» **TO DO**
A single number is the expected answer: the count of lines in the records below that contain "long".

» **ENTRIES SUPPLIED**
##########

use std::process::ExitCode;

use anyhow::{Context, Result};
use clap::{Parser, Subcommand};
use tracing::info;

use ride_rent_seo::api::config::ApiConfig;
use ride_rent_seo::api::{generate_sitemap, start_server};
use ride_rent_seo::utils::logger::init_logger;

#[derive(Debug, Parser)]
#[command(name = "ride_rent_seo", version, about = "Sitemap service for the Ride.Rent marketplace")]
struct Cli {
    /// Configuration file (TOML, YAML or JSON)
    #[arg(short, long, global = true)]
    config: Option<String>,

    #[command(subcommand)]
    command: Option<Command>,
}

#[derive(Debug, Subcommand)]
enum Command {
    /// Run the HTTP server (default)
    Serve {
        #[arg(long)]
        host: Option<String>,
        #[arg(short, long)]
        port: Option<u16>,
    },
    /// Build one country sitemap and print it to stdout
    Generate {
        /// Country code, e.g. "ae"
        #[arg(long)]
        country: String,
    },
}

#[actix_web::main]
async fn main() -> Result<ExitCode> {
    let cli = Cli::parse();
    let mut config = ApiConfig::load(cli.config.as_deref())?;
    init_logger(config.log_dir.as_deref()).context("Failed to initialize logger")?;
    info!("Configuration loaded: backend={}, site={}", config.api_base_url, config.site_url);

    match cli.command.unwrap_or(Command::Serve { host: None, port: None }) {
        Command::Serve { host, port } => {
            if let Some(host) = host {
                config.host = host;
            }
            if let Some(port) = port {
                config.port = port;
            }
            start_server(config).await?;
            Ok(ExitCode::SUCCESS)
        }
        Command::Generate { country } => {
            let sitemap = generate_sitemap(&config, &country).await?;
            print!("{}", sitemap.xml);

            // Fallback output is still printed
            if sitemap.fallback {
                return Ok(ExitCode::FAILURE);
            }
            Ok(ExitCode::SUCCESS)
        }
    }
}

##########

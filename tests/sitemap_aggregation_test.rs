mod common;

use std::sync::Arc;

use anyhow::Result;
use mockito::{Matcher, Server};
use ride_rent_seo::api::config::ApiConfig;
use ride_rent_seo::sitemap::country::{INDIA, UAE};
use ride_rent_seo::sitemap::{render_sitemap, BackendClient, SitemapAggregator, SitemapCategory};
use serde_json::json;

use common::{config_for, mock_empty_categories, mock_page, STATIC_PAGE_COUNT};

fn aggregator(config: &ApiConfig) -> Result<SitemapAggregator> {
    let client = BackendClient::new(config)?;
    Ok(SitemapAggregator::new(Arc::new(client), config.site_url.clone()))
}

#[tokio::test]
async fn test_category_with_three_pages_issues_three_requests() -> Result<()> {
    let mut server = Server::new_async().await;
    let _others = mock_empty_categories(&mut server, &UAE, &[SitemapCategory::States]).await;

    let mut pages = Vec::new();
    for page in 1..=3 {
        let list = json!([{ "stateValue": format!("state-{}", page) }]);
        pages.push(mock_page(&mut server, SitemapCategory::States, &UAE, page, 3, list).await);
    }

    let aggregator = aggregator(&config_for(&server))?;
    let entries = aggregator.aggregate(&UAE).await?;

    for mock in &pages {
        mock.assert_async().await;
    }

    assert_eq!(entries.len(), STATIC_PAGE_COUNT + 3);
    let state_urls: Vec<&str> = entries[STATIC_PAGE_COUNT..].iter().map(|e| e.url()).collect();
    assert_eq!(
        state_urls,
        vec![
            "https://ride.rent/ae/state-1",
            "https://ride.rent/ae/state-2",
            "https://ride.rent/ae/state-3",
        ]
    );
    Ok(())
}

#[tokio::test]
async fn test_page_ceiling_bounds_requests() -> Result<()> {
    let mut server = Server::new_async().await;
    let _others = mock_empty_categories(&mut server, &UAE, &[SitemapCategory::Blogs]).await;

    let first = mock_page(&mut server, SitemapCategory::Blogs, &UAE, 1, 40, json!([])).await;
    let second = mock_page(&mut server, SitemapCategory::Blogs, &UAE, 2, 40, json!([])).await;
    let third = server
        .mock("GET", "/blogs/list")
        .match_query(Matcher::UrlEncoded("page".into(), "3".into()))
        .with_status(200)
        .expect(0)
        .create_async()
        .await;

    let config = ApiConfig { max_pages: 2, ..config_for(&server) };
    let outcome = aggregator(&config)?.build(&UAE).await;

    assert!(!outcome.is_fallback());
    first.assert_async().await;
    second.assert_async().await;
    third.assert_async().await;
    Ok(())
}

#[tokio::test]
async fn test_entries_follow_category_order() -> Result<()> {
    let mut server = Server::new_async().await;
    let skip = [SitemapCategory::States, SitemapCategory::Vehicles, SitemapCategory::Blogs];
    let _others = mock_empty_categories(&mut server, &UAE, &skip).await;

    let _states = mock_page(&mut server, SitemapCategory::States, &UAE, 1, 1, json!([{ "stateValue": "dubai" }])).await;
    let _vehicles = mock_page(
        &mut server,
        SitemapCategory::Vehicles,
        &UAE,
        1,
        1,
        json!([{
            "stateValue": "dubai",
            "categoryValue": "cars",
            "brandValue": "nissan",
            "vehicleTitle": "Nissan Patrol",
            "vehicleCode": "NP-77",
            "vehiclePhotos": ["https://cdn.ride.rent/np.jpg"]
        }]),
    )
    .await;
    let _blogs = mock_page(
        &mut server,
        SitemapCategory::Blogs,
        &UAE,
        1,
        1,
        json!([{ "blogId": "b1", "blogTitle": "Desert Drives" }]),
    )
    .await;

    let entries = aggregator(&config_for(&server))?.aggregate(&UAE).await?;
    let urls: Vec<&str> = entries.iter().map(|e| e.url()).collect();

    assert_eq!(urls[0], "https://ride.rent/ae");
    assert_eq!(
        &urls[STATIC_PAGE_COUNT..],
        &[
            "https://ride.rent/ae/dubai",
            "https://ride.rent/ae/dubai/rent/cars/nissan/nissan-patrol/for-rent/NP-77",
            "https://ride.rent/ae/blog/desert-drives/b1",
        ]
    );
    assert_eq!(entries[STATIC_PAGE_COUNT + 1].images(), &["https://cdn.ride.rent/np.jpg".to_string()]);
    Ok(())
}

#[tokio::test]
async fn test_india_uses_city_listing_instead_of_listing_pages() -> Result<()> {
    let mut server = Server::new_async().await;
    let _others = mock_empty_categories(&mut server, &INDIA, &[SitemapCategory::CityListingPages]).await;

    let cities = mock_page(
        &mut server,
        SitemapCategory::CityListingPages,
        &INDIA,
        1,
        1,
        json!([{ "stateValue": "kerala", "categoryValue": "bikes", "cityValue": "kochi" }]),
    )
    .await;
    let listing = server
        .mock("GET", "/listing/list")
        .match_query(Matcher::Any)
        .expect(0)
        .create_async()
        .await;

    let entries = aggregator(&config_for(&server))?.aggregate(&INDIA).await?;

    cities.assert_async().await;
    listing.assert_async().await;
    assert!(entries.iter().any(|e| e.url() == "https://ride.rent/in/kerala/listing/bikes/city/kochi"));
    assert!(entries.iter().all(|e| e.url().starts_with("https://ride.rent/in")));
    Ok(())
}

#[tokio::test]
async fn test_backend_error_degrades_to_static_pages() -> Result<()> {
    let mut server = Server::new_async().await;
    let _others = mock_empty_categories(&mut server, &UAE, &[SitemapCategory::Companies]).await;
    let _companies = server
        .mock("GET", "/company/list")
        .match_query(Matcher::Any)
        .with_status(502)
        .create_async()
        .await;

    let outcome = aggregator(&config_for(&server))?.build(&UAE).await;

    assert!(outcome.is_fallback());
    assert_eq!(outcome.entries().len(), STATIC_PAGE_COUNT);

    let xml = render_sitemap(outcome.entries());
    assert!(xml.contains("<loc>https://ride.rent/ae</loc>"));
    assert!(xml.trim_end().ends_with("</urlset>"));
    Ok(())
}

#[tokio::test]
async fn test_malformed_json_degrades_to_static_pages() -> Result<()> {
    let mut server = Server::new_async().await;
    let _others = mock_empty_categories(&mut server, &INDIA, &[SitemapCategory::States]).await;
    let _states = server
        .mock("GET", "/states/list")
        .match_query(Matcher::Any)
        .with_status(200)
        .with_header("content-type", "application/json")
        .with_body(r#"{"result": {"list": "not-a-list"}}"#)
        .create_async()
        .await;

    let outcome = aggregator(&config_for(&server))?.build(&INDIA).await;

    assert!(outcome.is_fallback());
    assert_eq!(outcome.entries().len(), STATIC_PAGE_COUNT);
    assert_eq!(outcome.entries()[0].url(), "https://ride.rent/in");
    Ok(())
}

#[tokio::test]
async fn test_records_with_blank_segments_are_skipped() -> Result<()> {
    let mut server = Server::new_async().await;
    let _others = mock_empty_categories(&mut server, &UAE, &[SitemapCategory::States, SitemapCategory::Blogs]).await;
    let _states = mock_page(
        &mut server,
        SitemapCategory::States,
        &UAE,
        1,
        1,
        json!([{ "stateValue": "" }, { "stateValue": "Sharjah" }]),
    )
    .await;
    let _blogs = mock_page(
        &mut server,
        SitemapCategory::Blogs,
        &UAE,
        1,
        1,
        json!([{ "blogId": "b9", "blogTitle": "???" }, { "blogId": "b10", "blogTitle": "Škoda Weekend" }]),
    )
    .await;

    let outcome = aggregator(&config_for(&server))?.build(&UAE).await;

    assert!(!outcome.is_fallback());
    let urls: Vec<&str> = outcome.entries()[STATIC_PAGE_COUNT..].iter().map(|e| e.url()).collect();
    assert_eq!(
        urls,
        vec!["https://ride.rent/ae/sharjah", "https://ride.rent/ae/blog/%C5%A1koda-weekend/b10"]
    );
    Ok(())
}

##########

» **RESPONSE AREA**
4